On their own or in combination, these techniques are more sophisticated and more sustainable than just telling a story. One final point: happy endings may seem to be a good idea, but more often than not they generate anti-story. Most people, however loyal, react against a Janet and John message no matter how well intentioned. The best form of fable has an ironic end, in which the audience realises without the need for articulation how a happy ending could have come about. That way, the learning is internalised by the audience.
A wider perspective on narrative
Telling stories, utilising the skills of story construction and enhancement are all valuable, but used in isolation are subject to the dangers identified above. Among experienced practitioners, telling stories is an important part of the wider field of narrative, but not the only one. Narrative can also act a source of understanding, disrupt entrained thinking, provide a repository of learning, replace user requirement specifications, and enable confession of failure without attribution of blame. The additional uses of narrative over and above that of managing its flow are many and growing, and three are illustrated below.
Pattern perspectives – revealing meaning and enabling understanding
The stories that people tell are a wonderful source of material for understanding culture and discovering examples of knowledge and learning. The narrative techniques developed within the IKM originated from the need to recreate the circumstances of knowledge use in order to create a knowledge asset register and map. Knowledge mapping remains one of the mainstream uses of narrative and has proved far more effective than interview-based methods, which fail to adequately stimulate the community being studied. It is a truism to say that we only know what we know when we need to know it; human knowledge is contextual and requires stimulation if it is to be revealed. Telling stories, both fact and fiction, is a powerful way of achieving that stimulation.
In more recent applications, the archetypal characters mentioned above are being used to provide measures of employee and customer satisfaction, and in the latter case also provide an interesting new dimension on brand value. Archetypes that emerge as patterns from stories told naturally are a more valuable measure of reality than quantitative or qualitative techniques that inevitably only see what they have been designed to see, and are less open to new discovery and too dependent on expert analysis. More recently, those same archetypes have been used to halve the completion time of e-learning initiatives. Combined with demographic data, they have been used to create villages of persona who provide a radical and more creative alternative to a user requirement specification for intranet design. This area of narrative techniques is one of the fastest growing and has among the highest value.

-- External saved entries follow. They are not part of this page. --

//! # Random-matrix denoising
//!
//! $$
//! f(\lambda)=\frac{q}{2\pi\sigma^2\lambda}\sqrt{(\lambda_+-\lambda)(\lambda-\lambda_-)},\qquad
//! \lambda_\pm=\sigma^2\left(1\pm\sqrt{1/q}\right)^2
//! $$
//!
//! Eigenvalues of the correlation matrix above `λ+` carry signal, the rest
//! are treated as noise and replaced according to [`DenoiseMethod`].

use ndarray::s;
use ndarray::Array1;
use ndarray::Array2;
use ndarray::ArrayView1;
use ndarray::ArrayView2;
use tracing::debug;
use tracing::warn;

use super::gaussian_kde::GaussianKDE;
use super::scalar_min::minimize_scalar;
use crate::error::PortfolioError;
use crate::error::Result;
use crate::linalg::corr2cov;
use crate::linalg::cov2corr;
use crate::linalg::recompose;
use crate::linalg::sym_eigen_desc;
use crate::linalg::unit_diagonal;

#[derive(Clone, Copy, Debug, PartialEq)]
pub enum DenoiseMethod {
  /// Noise eigenvalues replaced by their average (trace preserving).
  Fixed,
  /// Noise eigenvalues set to zero.
  Spectral,
  /// Noise block blended with its own diagonal by `alpha`.
  Shrink { alpha: f64 },
}

#[derive(Clone, Copy, Debug, PartialEq)]
pub struct DenoiseConfig {
  pub bandwidth: f64,
  pub points: usize,
  /// Number of leading components removed after denoising, `None` keeps the
  /// market mode.
  pub detone_components: Option<usize>,
}

impl Default for DenoiseConfig {
  fn default() -> Self {
    Self {
      bandwidth: 0.01,
      points: 1000,
      detone_components: None,
    }
  }
}

/// Marchenko-Pastur density on `points` evenly spaced eigenvalues.
pub fn marchenko_pastur_pdf(var: f64, q: f64, points: usize) -> (Array1<f64>, Array1<f64>) {
  let e_min = var * (1.0 - (1.0 / q).sqrt()).powi(2);
  let e_max = var * (1.0 + (1.0 / q).sqrt()).powi(2);
  let grid = Array1::linspace(e_min, e_max, points);
  let pdf = grid.mapv(|l| {
    if l <= 0.0 {
      0.0
    } else {
      q / (2.0 * std::f64::consts::PI * var * l) * ((e_max - l) * (l - e_min)).max(0.0).sqrt()
    }
  });
  (grid, pdf)
}

fn fit_error(var: f64, eigenvalues: &ArrayView1<f64>, q: f64, cfg: &DenoiseConfig) -> f64 {
  let (grid, pdf) = marchenko_pastur_pdf(var, q, cfg.points);
  let kde = GaussianKDE::new(eigenvalues.to_owned(), cfg.bandwidth);
  let empirical = kde.evaluate_array(&grid.view());
  (&empirical - &pdf).mapv(|v| v * v).sum()
}

/// Upper Marchenko-Pastur edge fitted to the sample eigenvalues and the
/// fitted noise variance.
pub fn find_max_eigenvalue(eigenvalues: &ArrayView1<f64>, q: f64, cfg: &DenoiseConfig) -> (f64, f64) {
  let fitted = minimize_scalar(|v| fit_error(v, eigenvalues, q, cfg), 1e-5, 1.0 - 1e-5, 500);
  let var = match fitted {
    Some((v, _)) => v,
    None => {
      warn!("Marchenko-Pastur fit failed, assuming unit noise variance");
      1.0
    }
  };
  let e_max = var * (1.0 + (1.0 / q).sqrt()).powi(2);
  (e_max, var)
}

/// Denoised correlation matrix of `corr` estimated on `t` observations.
pub fn denoise_correlation(
  corr: &ArrayView2<f64>,
  t: usize,
  method: DenoiseMethod,
  cfg: &DenoiseConfig,
) -> Result<Array2<f64>> {
  let n = corr.nrows();
  if n == 0 || t == 0 {
    return Err(PortfolioError::invalid("denoising needs a non-empty sample"));
  }
  let q = t as f64 / n as f64;
  let (values, vectors) = sym_eigen_desc(corr);
  let (e_max, var) = find_max_eigenvalue(&values.view(), q, cfg);
  let n_facts = values.iter().filter(|&&v| v > e_max).count();
  debug!(e_max, var, n_facts, "Marchenko-Pastur fit");

  let denoised = match method {
    DenoiseMethod::Fixed => {
      let mut adjusted = values.clone();
      if n_facts < n {
        let noise_mean = values.slice(s![n_facts..]).mean().unwrap_or(0.0);
        adjusted.slice_mut(s![n_facts..]).fill(noise_mean);
      }
      unit_diagonal(&recompose(&adjusted, &vectors).view())
    }
    DenoiseMethod::Spectral => {
      let mut adjusted = values.clone();
      adjusted.slice_mut(s![n_facts..]).fill(0.0);
      unit_diagonal(&recompose(&adjusted, &vectors).view())
    }
    DenoiseMethod::Shrink { alpha } => {
      if !(0.0..=1.0).contains(&alpha) {
        return Err(PortfolioError::invalid(format!(
          "denoise shrinkage {alpha} outside [0, 1]"
        )));
      }
      let signal = recompose(
        &values.slice(s![..n_facts]).to_owned(),
        &vectors.slice(s![.., ..n_facts]).to_owned(),
      );
      let noise = recompose(
        &values.slice(s![n_facts..]).to_owned(),
        &vectors.slice(s![.., n_facts..]).to_owned(),
      );
      let mut out = signal + &noise * alpha;
      for i in 0..n {
        out[[i, i]] += (1.0 - alpha) * noise[[i, i]];
      }
      out
    }
  };

  match cfg.detone_components {
    Some(k) if k > 0 => Ok(detone(&denoised.view(), k)),
    _ => Ok(denoised),
  }
}

/// Remove the `k` leading components and rescale to unit diagonal.
pub fn detone(corr: &ArrayView2<f64>, k: usize) -> Array2<f64> {
  let (values, vectors) = sym_eigen_desc(corr);
  let k = k.min(values.len());
  let market = recompose(
    &values.slice(s![..k]).to_owned(),
    &vectors.slice(s![.., ..k]).to_owned(),
  );
  unit_diagonal(&(corr - &market).view())
}

/// Denoise a covariance matrix through its correlation matrix.
pub fn denoise_covariance(
  cov: &ArrayView2<f64>,
  t: usize,
  method: DenoiseMethod,
  cfg: &DenoiseConfig,
) -> Result<Array2<f64>> {
  let (corr, std) = cov2corr(cov);
  let fixed = denoise_correlation(&corr.view(), t, method, cfg)?;
  Ok(corr2cov(&fixed.view(), &std))
}

#[cfg(test)]
mod tests {
  use approx::assert_abs_diff_eq;
  use rand::rngs::StdRng;
  use rand::Rng;
  use rand::SeedableRng;
  use rand_distr::StandardNormal;

  use super::*;
  use crate::stats::moments::sample_covariance;

  fn noisy_factor_sample(t: usize, n: usize) -> Array2<f64> {
    let mut rng = StdRng::seed_from_u64(7);
    let mut x = Array2::<f64>::zeros((t, n));
    for r in 0..t {
      let market: f64 = rng.sample(StandardNormal);
      for c in 0..n {
        let eps: f64 = rng.sample(StandardNormal);
        x[[r, c]] = 0.01 * (0.6 * market + eps);
      }
    }
    x
  }

  #[test]
  fn mp_density_integrates_to_one() {
    let (grid, pdf) = marchenko_pastur_pdf(1.0, 4.0, 20_000);
    let dx = grid[1] - grid[0];
    assert_abs_diff_eq!(pdf.sum() * dx, 1.0, epsilon = 1e-2);
  }

  #[test]
  fn denoised_correlation_keeps_unit_diagonal_and_market_factor() {
    let x = noisy_factor_sample(500, 20);
    let cov = sample_covariance(&x.view()).unwrap();
    let (corr, _) = cov2corr(&cov.view());
    let cfg = DenoiseConfig::default();
    for method in [DenoiseMethod::Fixed, DenoiseMethod::Spectral, DenoiseMethod::Shrink { alpha: 0.5 }] {
      let d = denoise_correlation(&corr.view(), 500, method, &cfg).unwrap();
      for i in 0..20 {
        assert_abs_diff_eq!(d[[i, i]], 1.0, epsilon = 1e-9);
      }
      assert!(d[[0, 1]] > 0.1);
    }
  }

  #[test]
  fn detoning_removes_common_mode() {
    let x = noisy_factor_sample(500, 10);
    let cov = sample_covariance(&x.view()).unwrap();
    let (corr, _) = cov2corr(&cov.view());
    let detoned = detone(&corr.view(), 1);
    let mean_off = |m: &Array2<f64>| {
      let total: f64 = (0..10)
        .flat_map(|i| (0..10).map(move |j| (i, j)))
        .filter(|(i, j)| i != j)
        .map(|(i, j)| m[[i, j]])
        .sum();
      total / 90.0
    };
    assert!(mean_off(&detoned) < mean_off(&corr) - 0.2);
  }
}
use std::collections::BTreeMap;

use ndarray::Array1;
use ndarray::Array2;
use ndarray::ArrayView1;
use ndarray::ArrayView2;

use crate::error::PortfolioError;
use crate::error::Result;
use crate::types::check_len;
use crate::types::Objective;
use crate::types::RiskMeasure;
use crate::types::RiskParams;

/// Expected returns, covariance and scenarios of one universe.
#[derive(Clone, Copy, Debug)]
pub struct OptimizationInputs<'a> {
  pub assets: &'a [String],
  pub mu: ArrayView1<'a, f64>,
  pub cov: ArrayView2<'a, f64>,
  /// `T × N` scenarios fed to the non-covariance measures.
  pub returns: ArrayView2<'a, f64>,
}

impl<'a> OptimizationInputs<'a> {
  pub fn n_assets(&self) -> usize {
    self.assets.len()
  }

  pub(crate) fn validate(&self) -> Result<()> {
    let n = self.assets.len();
    if n == 0 {
      return Err(PortfolioError::invalid("empty universe"));
    }
    check_len("mean vector", n, self.mu.len())?;
    if self.cov.dim() != (n, n) {
      return Err(PortfolioError::mismatch("covariance", n, self.cov.nrows()));
    }
    check_len("returns columns", n, self.returns.ncols())?;
    if self.returns.nrows() < 2 {
      return Err(PortfolioError::invalid("scenario table needs at least 2 rows"));
    }
    let finite = self.mu.iter().chain(self.cov.iter()).chain(self.returns.iter()).all(|v| v.is_finite());
    if !finite {
      return Err(PortfolioError::invalid("inputs contain non-finite values"));
    }
    Ok(())
  }
}

/// Reference for the tracking-error constraint.
#[derive(Clone, Debug, PartialEq)]
pub enum Benchmark {
  /// Benchmark weights on the same universe.
  Weights(Array1<f64>),
  /// Benchmark return series aligned with the scenarios.
  Returns(Array1<f64>),
}

#[derive(Clone, Debug, PartialEq)]
pub struct TrackingError {
  pub benchmark: Benchmark,
  /// Bound on the standard deviation of active returns.
  pub limit: f64,
}

#[derive(Clone, Debug, PartialEq)]
pub struct Turnover {
  /// Current holdings.
  pub weights: Array1<f64>,
  /// Bound on `Σ|w - w0|`.
  pub limit: f64,
}

/// User constraints shared by every solve.
#[derive(Clone, Debug, PartialEq)]
pub struct ConstraintSet {
  /// `Σ w`.
  pub budget: f64,
  /// Allow negative weights.
  pub short: bool,
  /// Bound on `Σ max(w, 0)` when shorting.
  pub upper_long: f64,
  /// Bound on `Σ max(-w, 0)` when shorting.
  pub upper_short: f64,
  /// `A w ≥ B`.
  pub linear: Option<(Array2<f64>, Array1<f64>)>,
  /// `μ'w ≥ lower_ret`.
  pub lower_ret: Option<f64>,
  /// Lower bound on `1 / ‖w‖²`.
  pub n_effective: Option<f64>,
  /// Maximum number of held assets.
  pub cardinality: Option<usize>,
  pub turnover: Option<Turnover>,
  pub tracking: Option<TrackingError>,
  /// Upper bound per risk measure.
  pub risk_upper: BTreeMap<RiskMeasure, f64>,
}

impl Default for ConstraintSet {
  fn default() -> Self {
    Self {
      budget: 1.0,
      short: false,
      upper_long: 1.0,
      upper_short: 0.2,
      linear: None,
      lower_ret: None,
      n_effective: None,
      cardinality: None,
      turnover: None,
      tracking: None,
      risk_upper: BTreeMap::new(),
    }
  }
}

impl ConstraintSet {
  pub(crate) fn validate(&self, n: usize, t: usize) -> Result<()> {
    if !self.budget.is_finite() {
      return Err(PortfolioError::invalid("budget must be finite"));
    }
    if self.short && (self.upper_long < 0.0 || self.upper_short < 0.0) {
      return Err(PortfolioError::invalid("long/short limits must be non-negative"));
    }
    if let Some((a, b)) = &self.linear {
      check_len("linear constraint columns", n, a.ncols())?;
      check_len("linear constraint rows", a.nrows(), b.len())?;
    }
    if let Some(nea) = self.n_effective {
      if nea < 1.0 {
        return Err(PortfolioError::invalid("number of effective assets must be at least 1"));
      }
    }
    if self.cardinality == Some(0) {
      return Err(PortfolioError::invalid("cardinality must be positive"));
    }
    if let Some(to) = &self.turnover {
      check_len("turnover weights", n, to.weights.len())?;
    }
    if let Some(te) = &self.tracking {
      match &te.benchmark {
        Benchmark::Weights(w) => check_len("benchmark weights", n, w.len())?,
        Benchmark::Returns(r) => check_len("benchmark returns", t, r.len())?,
      }
    }
    for (rm, ub) in &self.risk_upper {
      if !rm.is_optimizable() {
        return Err(PortfolioError::UnsupportedMethod(format!(
          "{} cannot be bounded",
          rm.name()
        )));
      }
      if !ub.is_finite() || *ub < 0.0 {
        return Err(PortfolioError::invalid(format!("upper bound on {} must be non-negative", rm.name())));
      }
    }
    Ok(())
  }
}

/// Immutable description of one mean-risk solve.
#[derive(Clone, Debug, PartialEq)]
pub struct OptimizationRequest {
  pub rm: RiskMeasure,
  pub obj: Objective,
  pub rf: f64,
  pub params: RiskParams,
  pub constraints: ConstraintSet,
}

impl Default for OptimizationRequest {
  fn default() -> Self {
    Self {
      rm: RiskMeasure::MV,
      obj: Objective::Sharpe,
      rf: 0.0,
      params: RiskParams::default(),
      constraints: ConstraintSet::default(),
    }
  }
}

impl OptimizationRequest {
  pub fn new(rm: RiskMeasure, obj: Objective) -> Self {
    Self {
      rm,
      obj,
      ..Self::default()
    }
  }

  pub fn with_rf(mut self, rf: f64) -> Self {
    self.rf = rf;
    self
  }

  pub fn with_params(mut self, params: RiskParams) -> Self {
    self.params = params;
    self
  }

  pub fn with_constraints(mut self, constraints: ConstraintSet) -> Self {
    self.constraints = constraints;
    self
  }

  /// Same request with one more risk upper bound. A bound already set on
  /// `rm` is only ever tightened.
  pub fn with_risk_upper(mut self, rm: RiskMeasure, bound: f64) -> Self {
    self
      .constraints
      .risk_upper
      .entry(rm)
      .and_modify(|ub| *ub = ub.min(bound))
      .or_insert(bound);
    self
  }

  pub(crate) fn validate(&self, inputs: &OptimizationInputs) -> Result<()> {
    inputs.validate()?;
    self.params.validate()?;
    if !self.rf.is_finite() {
      return Err(PortfolioError::invalid("risk-free rate must be finite"));
    }
    if let Objective::Utility { l } = self.obj {
      if !l.is_finite() || l < 0.0 {
        return Err(PortfolioError::invalid("risk aversion must be non-negative"));
      }
    }
    self.constraints.validate(inputs.n_assets(), inputs.returns.nrows())
  }
}

#[cfg(test)]
mod tests {
  use ndarray::array;

  use super::*;

  #[test]
  fn rejects_mismatched_tables() {
    let assets = vec!["A".to_string(), "B".to_string()];
    let mu = array![0.1, 0.2];
    let cov = Array2::<f64>::eye(2);
    let returns = Array2::<f64>::zeros((5, 2));
    let inputs = OptimizationInputs {
      assets: &assets,
      mu: mu.view(),
      cov: cov.view(),
      returns: returns.view(),
    };
    let mut req = OptimizationRequest::default();
    assert!(req.validate(&inputs).is_ok());

    req.constraints.linear = Some((Array2::zeros((1, 3)), array![0.0]));
    assert!(matches!(req.validate(&inputs), Err(PortfolioError::DimensionMismatch { .. })));

    let req = OptimizationRequest::default().with_risk_upper(RiskMeasure::VaR, 0.1);
    assert!(matches!(req.validate(&inputs), Err(PortfolioError::UnsupportedMethod(_))));
  }

  #[test]
  fn risk_upper_only_tightens() {
    let req = OptimizationRequest::default()
      .with_risk_upper(RiskMeasure::CVaR, 0.02)
      .with_risk_upper(RiskMeasure::CVaR, 0.05)
      .with_risk_upper(RiskMeasure::MDD, 0.3);
    assert_eq!(req.constraints.risk_upper[&RiskMeasure::CVaR], 0.02);
    let req = req.with_risk_upper(RiskMeasure::CVaR, 0.01);
    assert_eq!(req.constraints.risk_upper[&RiskMeasure::CVaR], 0.01);
    assert_eq!(req.constraints.risk_upper[&RiskMeasure::MDD], 0.3);
  }
}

Related techniques apply when two companies merge, and knowledge assets flee. When a new partnership is formed, meaning is different, even if the same language is used, as both partners have previously lived different stories that inform their communication. Also, when two organisations come together, the common threat reinforces particular stories that are the heart of the old identity. Over time – too frequently a long time, and often too late – the language and the stories will merge. Narrative techniques allow us to accelerate this natural process by creating new common stories, mixing anecdotal material, archetypes and values to create a new common culture. From short, high impact workshops, to full blown cultural change programmes, including the use of games, narrative allows us to accelerate the creation of common understanding and purpose in a non-directive and thereby more sustainable and pervasive form.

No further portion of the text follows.